Saturday, August 30, 2014

Strawberry Shortcake

With old pal John

House sitting this past week, I've made BLTs and strawberry shortcake––foods my Missouri mother always made in the summer. My versions are never quite quite as good: I think I am too Northern [restrained with ingredients]. Her BLTs were so drippy, for instance, you'd best eat them over the sink.

For strawberry shortcake, she sprinkled sliced strawberries with lots of sugar far in advance, so they'd make their own syrup, and her shortcake was fluffier than I ever manage---maybe she used lard?

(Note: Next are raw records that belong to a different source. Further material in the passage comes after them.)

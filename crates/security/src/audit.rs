//! Audit trail for authentication and administrative events.
//!
//! Entries are kept in a bounded in-memory ring and forwarded to any number
//! of sinks. Nothing recorded here carries embeddings or tokens.

use chrono::{DateTime, Utc};
use serde::{Deserialize, Serialize};
use std::collections::VecDeque;
use std::sync::Mutex;

/// Retained entries when no capacity is given.
pub const DEFAULT_CAPACITY: usize = 1024;

#[derive(Debug, Clone, Serialize, Deserialize)]
pub struct AuditEntry {
    pub timestamp: DateTime<Utc>,
    pub event: AuditEvent,
    pub actor: String,
    pub target: String,
    pub outcome: AuditOutcome,
    pub details: Option<String>,
}

#[derive(Debug, Clone, Serialize, Deserialize, PartialEq, Eq)]
#[serde(tag = "type", rename_all = "snake_case")]
pub enum AuditEvent {
    /// Face login, successful or not
    LoginAttempt,
    Registration { role: String },
    Logout { session_id: String },
    /// A presented credential failed validation
    SessionRejected { reason: String },
    IdentityPurge,
    CollectionCleared { collection: String },
    DocumentIngested { collection: String, passages: usize },
}

#[derive(Debug, Clone, Serialize, Deserialize, PartialEq, Eq)]
#[serde(rename_all = "snake_case")]
pub enum AuditOutcome {
    Success,
    Failure,
    Denied,
}

pub trait AuditSink: Send + Sync {
    fn record(&self, entry: &AuditEntry);
}

pub struct AuditLogger {
    entries: Mutex<VecDeque<AuditEntry>>,
    capacity: usize,
    sinks: Vec<Box<dyn AuditSink>>,
}

impl std::fmt::Debug for AuditLogger {
    fn fmt(&self, f: &mut std::fmt::Formatter<'_>) -> std::fmt::Result {
        f.debug_struct("AuditLogger")
            .field("entry_count", &self.count())
            .field("capacity", &self.capacity)
            .field("sink_count", &self.sinks.len())
            .finish()
    }
}

impl Default for AuditLogger {
    fn default() -> Self {
        Self::new()
    }
}

impl AuditLogger {
    pub fn new() -> Self {
        Self::with_sinks(Vec::new())
    }

    pub fn with_sinks(sinks: Vec<Box<dyn AuditSink>>) -> Self {
        Self {
            entries: Mutex::new(VecDeque::new()),
            capacity: DEFAULT_CAPACITY,
            sinks,
        }
    }

    /// Logger that forwards every entry to `tracing`.
    pub fn tracing() -> Self {
        Self::with_sinks(vec![Box::new(TracingSink)])
    }

    pub fn with_capacity(mut self, capacity: usize) -> Self {
        self.capacity = capacity.max(1);
        self
    }

    fn lock(&self) -> std::sync::MutexGuard<'_, VecDeque<AuditEntry>> {
        self.entries.lock().unwrap_or_else(|poisoned| poisoned.into_inner())
    }

    pub fn log(&self, event: AuditEvent, actor: &str, target: &str, outcome: AuditOutcome, details: Option<String>) {
        let entry = AuditEntry {
            timestamp: Utc::now(),
            event,
            actor: actor.into(),
            target: target.into(),
            outcome,
            details,
        };

        {
            let mut entries = self.lock();
            if entries.len() >= self.capacity {
                entries.pop_front();
            }
            entries.push_back(entry.clone());
        }

        for sink in &self.sinks {
            sink.record(&entry);
        }
    }

    /// Oldest first.
    pub fn entries(&self) -> Vec<AuditEntry> {
        self.lock().iter().cloned().collect()
    }

    pub fn entries_by_outcome(&self, outcome: &AuditOutcome) -> Vec<AuditEntry> {
        self.lock().iter().filter(|e| &e.outcome == outcome).cloned().collect()
    }

    pub fn clear(&self) {
        self.lock().clear();
    }

    pub fn count(&self) -> usize {
        self.lock().len()
    }
}

pub struct TracingSink;

impl AuditSink for TracingSink {
    fn record(&self, entry: &AuditEntry) {
        tracing::info!(
            event = ?entry.event,
            actor = %entry.actor,
            target = %entry.target,
            outcome = ?entry.outcome,
            details = ?entry.details,
            "AUDIT"
        );
    }
}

Wednesday, August 27, 2014

bink's train trip out West

I'm house sitting bink's dog while she takes the train out west. 
She sent me this amazing photo she took out the window 
while the train was moving.

Tuesday, August 26, 2014

At the Fair

I did not try the mini-donut gelato, or the beer gelato either; I had the mini-donut beer. But not until after I went on the Giant Slide.

Saturday, August 23, 2014

Wind Chimes and Blow Torches

Those're some of the things reps were peddling at the convention center yesterday when I worked a big trade show. Also Western wear, pet and stock feed, work boots, power tools... The sort of things you'd find at Farm and Fleet stores.

I commented to a coworker on the unusual number of handsome men. 

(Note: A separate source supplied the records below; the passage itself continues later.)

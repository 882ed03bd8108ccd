//! Collection naming.
//!
//! Collection ids are restricted to `[A-Za-z0-9_-]` and at most 63
//! characters, the limit most vector stores enforce. A name that already
//! fits is used as is. Any other name keeps a 55-character prefix of its
//! sanitised form and gains a short SHA-256 suffix of the raw name, so
//! `bob.smith@corp.com` and `bob_smith@corp_com` never share a collection.
//! Names that merely look hashed (ending in `_` plus 8 hex digits) are
//! hashed as well, which keeps suffixed ids out of reach of literal ones.

use sha2::{Digest, Sha256};

pub const MAX_COLLECTION_NAME: usize = 63;
const PREFIX_LEN: usize = 55;
const SUFFIX_HEX: usize = 8;

pub const PERSONAL_PREFIX: &str = "user_docs_";
pub const ROLE_PREFIX: &str = "role_";

fn is_allowed(c: char) -> bool {
    c.is_ascii_alphanumeric() || c == '-' || c == '_'
}

fn looks_hashed(name: &str) -> bool {
    let bytes = name.as_bytes();
    bytes.len() > SUFFIX_HEX
        && bytes[bytes.len() - SUFFIX_HEX - 1] == b'_'
        && bytes[bytes.len() - SUFFIX_HEX..]
            .iter()
            .all(|b| b.is_ascii_digit() || (b'a'..=b'f').contains(b))
}

/// Map `name` to a valid collection id, injectively.
///
/// Characters outside `[A-Za-z0-9_-]` become `_`. When that changed
/// anything, or the name exceeds [`MAX_COLLECTION_NAME`], a hash suffix of
/// the raw name is appended.
pub fn sanitize_collection_name(name: &str) -> String {
    if name.len() <= MAX_COLLECTION_NAME && name.chars().all(is_allowed) && !looks_hashed(name) {
        return name.to_string();
    }

    let sanitized: String = name.chars().map(|c| if is_allowed(c) { c } else { '_' }).collect();
    let digest = Sha256::digest(name.as_bytes());
    let suffix: String = digest.iter().take(SUFFIX_HEX / 2).map(|b| format!("{b:02x}")).collect();
    let prefix: String = sanitized.chars().take(PREFIX_LEN).collect();
    format!("{prefix}_{suffix}")
}

/// The personal collection owned by `user_id`.
pub fn personal_collection(user_id: &str) -> String {
    sanitize_collection_name(&format!("{PERSONAL_PREFIX}{user_id}"))
}

/// The collection owned by a literal role name.
pub fn role_collection(role: &str) -> String {
    sanitize_collection_name(&format!("{ROLE_PREFIX}{}", role.to_lowercase()))
}
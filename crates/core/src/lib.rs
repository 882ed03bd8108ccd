//! # Mimir Core
//!
//! Domain types, traits, and error definitions for the Mimir assistant.
//! This crate has **zero framework dependencies**: it defines the domain model
//! that all other crates implement against.
//!
//! ## Design Philosophy
//!
//! Every external collaborator is a trait here: the completion service
//! ([`Provider`]), the face-embedding service ([`FaceAnalyzer`]), the
//! identity store ([`IdentityStore`]) and the per-collection similarity
//! index ([`KnowledgeIndex`]). Implementations live in their respective
//! crates, so tests can swap in scripted stand-ins.

pub mod error;
pub mod face;
pub mod identity;
pub mod knowledge;
pub mod message;
pub mod provider;
pub mod session;

// Re-export key types at crate root for ergonomics
pub use error::{
    AuthError, ChatError, Error, FaceServiceError, ProviderError, Result, SessionError,
    SourceError, StoreError,
};
pub use face::{BoundingBox, FaceAnalyzer, FaceObservation};
pub use identity::{IdentityStore, UserIdentity};
pub use knowledge::{CollectionStats, KnowledgeIndex, Passage, RetrievalResult, Scope};
pub use message::{Message, Role};
pub use provider::{EmbeddingRequest, EmbeddingResponse, Provider, ProviderRequest, ProviderResponse, Usage};
pub use session::{AuthenticatedUser, SessionClaims, SessionCredential};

"Just imagine them in baseball caps," she said.

Ha, good one! She was right--lots of the men were wearing cowboy hats, which  are exotic up here. 
In baseball caps the reps would've looked like average guys.

STOP

 The STOP sign on the corner, by the house next door to me, 
has become a memorial to the man murdered there last week.
The candles are burning still, and fresh flowers appeared today.

Thursday, August 21, 2014

Weeding

My little brother, five years old in 1975, 
and my Star Trek Explorers Set.
 What a cutie he was. And still is, I think; we haven't seen or talked to each other in years--part of the fallout of my mother's death.

I came across this photo because I'm weeding my photo albums:
in pre-Internet days I used to cut out newspaper articles about things like Hubert Humphrey's death and Princess Di's wedding and glue them into my photo albums. 

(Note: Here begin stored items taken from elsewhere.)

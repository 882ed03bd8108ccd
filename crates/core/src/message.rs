//! Chat message domain types.
//!
//! These are the value objects that flow through the chat path:
//! the user sends a query, the engine frames it with retrieved context, the
//! completion provider answers.

use chrono::{DateTime, Utc};
use serde::{Deserialize, Serialize};
use uuid::Uuid;

/// The role of a message sender in a conversation.
///
/// Not to be confused with an identity's access role, which is a plain
/// configured string.
#[derive(Debug, Clone, Copy, PartialEq, Eq, Serialize, Deserialize)]
#[serde(rename_all = "lowercase")]
pub enum Role {
    /// The end user
    User,
    /// The AI assistant
    Assistant,
    /// System instructions (persona, grounding rules, context)
    System,
}

/// A single message in a conversation.
#[derive(Debug, Clone, Serialize, Deserialize)]
pub struct Message {
    /// Unique message ID
    #[serde(default = "new_id")]
    pub id: String,

    /// Who sent this message
    pub role: Role,

    /// The text content
    pub content: String,

    /// Timestamp
    #[serde(default = "Utc::now")]
    pub timestamp: DateTime<Utc>,

    /// Optional metadata (provider info, etc.)
    #[serde(default, skip_serializing_if = "serde_json::Map::is_empty")]
    pub metadata: serde_json::Map<String, serde_json::Value>,
}

fn new_id() -> String {
    Uuid::new_v4().to_string()
}

impl Message {
    fn with_role(role: Role, content: impl Into<String>) -> Self {
        Self {
            id: new_id(),
            role,
            content: content.into(),
            timestamp: Utc::now(),
            metadata: serde_json::Map::new(),
        }
    }

    /// Create a new user message.
    pub fn user(content: impl Into<String>) -> Self {
        Self::with_role(Role::User, content)
    }

    /// Create a new assistant message.
    pub fn assistant(content: impl Into<String>) -> Self {
        Self::with_role(Role::Assistant, content)
    }

    /// Create a new system message.
    pub fn system(content: impl Into<String>) -> Self {
        Self::with_role(Role::System, content)
    }
}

It's good stuff, but it's bulky, it's crumbling, and now I could find it all online.
I suppose working at the Thrift Store is making me think about what I am hauling around: do I want it? For how long? 
Not really.
Not anymore.
So I'm pulling up and throwing away clippings and also photos of out-of-focus Christmas trees. 

Of course I'm saving this photo and also the plastic Star Trek communicator you can see on the table--amazingly, somehow, I saved it all these years.

Wednesday, August 20, 2014

What Songs Will We Remember After We Forget Our Names?

Just got home from seeing Alive Inside: A Story of Music and Memory [link to preview]--a documentary about a man who works to get iPods to people with memory loss.
Each iPod carries a playlist of songs from the person's life. (If the person can't choose the songs, their families help).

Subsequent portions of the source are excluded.